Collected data
::::

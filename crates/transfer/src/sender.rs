//! Sending side of a chunked transfer.

use std::sync::Arc;

use bytes::Bytes;
use futures_util::{Stream, StreamExt};
use tracing::debug;

use chunkpipe_protocol::chunk_address;

use crate::limiter::ConcurrencyLimiter;
use crate::transport::ChunkTransport;
use crate::{TransferConfig, TransferError};

/// Drives a source byte stream through the relay as numbered chunks.
pub struct Sender<T: ChunkTransport + 'static> {
    transport: Arc<T>,
    config: TransferConfig,
}

impl<T: ChunkTransport + 'static> Sender<T> {
    pub fn new(transport: Arc<T>, config: TransferConfig) -> Self {
        Self { transport, config }
    }

    /// Sends every chunk of `source`, then the terminator.
    ///
    /// Chunks are numbered from 1 in source order and posted under the
    /// concurrency budget; the zero-length terminator goes to the number
    /// one past the last real chunk (chunk 1 for an empty source). The
    /// call completes once every post, terminator included, has been
    /// acknowledged; the first failed post is returned and the transfer
    /// is left incomplete (no retry, no partial resume).
    ///
    /// A zero-length chunk from `source` is rejected with
    /// [`TransferError::Protocol`]: on the wire it would be
    /// indistinguishable from the terminator and would truncate the
    /// stream on the receiving side.
    ///
    /// Returns the total payload bytes posted.
    pub async fn send<S>(&self, source: S) -> Result<u64, TransferError>
    where
        S: Stream<Item = Result<Bytes, TransferError>> + Send + 'static,
    {
        let limiter = ConcurrencyLimiter::new(self.config.concurrency);
        let mut source = Box::pin(source);
        let mut handles = Vec::new();
        let mut number: u64 = 1;
        let mut total: u64 = 0;

        while let Some(chunk) = source.next().await {
            let chunk = chunk?;
            if chunk.is_empty() {
                return Err(TransferError::Protocol(
                    "source produced a zero-length chunk, which is reserved for the terminator"
                        .into(),
                ));
            }
            total += chunk.len() as u64;

            let address = chunk_address(&self.config.path_prefix, number);
            let transport = Arc::clone(&self.transport);
            debug!(number, size = chunk.len(), "posting chunk");
            handles.push(
                limiter
                    .admit_and_run(async move { transport.post_chunk(&address, chunk).await })
                    .await,
            );
            number += 1;
        }

        // Terminator: an explicitly empty body one past the last chunk.
        let address = chunk_address(&self.config.path_prefix, number);
        let transport = Arc::clone(&self.transport);
        debug!(number, "posting terminator");
        handles.push(
            limiter
                .admit_and_run(async move { transport.post_chunk(&address, Bytes::new()).await })
                .await,
        );

        for handle in handles {
            handle.await??;
        }
        debug!(chunks = number - 1, total, "transfer sent");
        Ok(total)
    }
}

#[cfg(test)]
mod tests {
    use super::*;

    use async_trait::async_trait;

    use crate::transport::MemoryRelay;

    fn source(parts: &[&'static [u8]]) -> impl Stream<Item = Result<Bytes, TransferError>> + Send {
        futures_util::stream::iter(
            parts
                .iter()
                .map(|p| Ok(Bytes::from_static(p)))
                .collect::<Vec<_>>(),
        )
    }

    #[tokio::test]
    async fn posts_numbered_chunks_and_terminator() {
        let relay = Arc::new(MemoryRelay::new());
        let config = TransferConfig::new("send-test").with_concurrency(2);
        let sender = Sender::new(Arc::clone(&relay), config);

        let total = sender.send(source(&[b"AABB", b"CCDD", b"EE"])).await.unwrap();
        assert_eq!(total, 10);

        assert_eq!(
            &relay.fetch_chunk(&chunk_address("send-test", 1)).await.unwrap()[..],
            b"AABB"
        );
        assert_eq!(
            &relay.fetch_chunk(&chunk_address("send-test", 2)).await.unwrap()[..],
            b"CCDD"
        );
        assert_eq!(
            &relay.fetch_chunk(&chunk_address("send-test", 3)).await.unwrap()[..],
            b"EE"
        );
        let terminator = relay.fetch_chunk(&chunk_address("send-test", 4)).await.unwrap();
        assert!(terminator.is_empty());
        assert_eq!(relay.pending(), 0);
    }

    #[tokio::test]
    async fn empty_source_sends_only_terminator() {
        let relay = Arc::new(MemoryRelay::new());
        let sender = Sender::new(Arc::clone(&relay), TransferConfig::new("empty-test"));

        let total = sender.send(source(&[])).await.unwrap();
        assert_eq!(total, 0);

        // The terminator is chunk 1 and is the only chunk.
        assert_eq!(relay.pending(), 1);
        let terminator = relay.fetch_chunk(&chunk_address("empty-test", 1)).await.unwrap();
        assert!(terminator.is_empty());
    }

    #[tokio::test]
    async fn rejects_empty_source_chunk() {
        let relay = Arc::new(MemoryRelay::new());
        let sender = Sender::new(Arc::clone(&relay), TransferConfig::new("reject-test"));

        let result = sender.send(source(&[b"data", b""])).await;
        assert!(matches!(result, Err(TransferError::Protocol(_))));
    }

    #[tokio::test]
    async fn source_error_aborts_send() {
        let relay = Arc::new(MemoryRelay::new());
        let sender = Sender::new(Arc::clone(&relay), TransferConfig::new("src-err"));

        let failing = futures_util::stream::iter(vec![
            Ok(Bytes::from_static(b"ok")),
            Err(TransferError::Protocol("source broke".into())),
        ]);
        let result = sender.send(failing).await;
        assert!(matches!(result, Err(TransferError::Protocol(_))));
    }

    struct FailingTransport;

    #[async_trait]
    impl ChunkTransport for FailingTransport {
        async fn post_chunk(&self, _address: &str, _body: Bytes) -> Result<(), TransferError> {
            Err(TransferError::Protocol("post refused".into()))
        }

        async fn fetch_chunk(&self, _address: &str) -> Result<Bytes, TransferError> {
            unreachable!("sender never fetches")
        }
    }

    #[tokio::test]
    async fn post_failure_surfaces_to_caller() {
        let sender = Sender::new(Arc::new(FailingTransport), TransferConfig::new("fail-test"));
        let result = sender.send(source(&[b"data"])).await;
        assert!(matches!(result, Err(TransferError::Protocol(_))));
    }
}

::::

The lines you need are those with the word "ChunkTransport"; list them from the entries.

use crate::transport::ChunkTransport;
pub struct Sender<T: ChunkTransport + 'static> {
impl<T: ChunkTransport + 'static> Sender<T> {
    impl ChunkTransport for FailingTransport {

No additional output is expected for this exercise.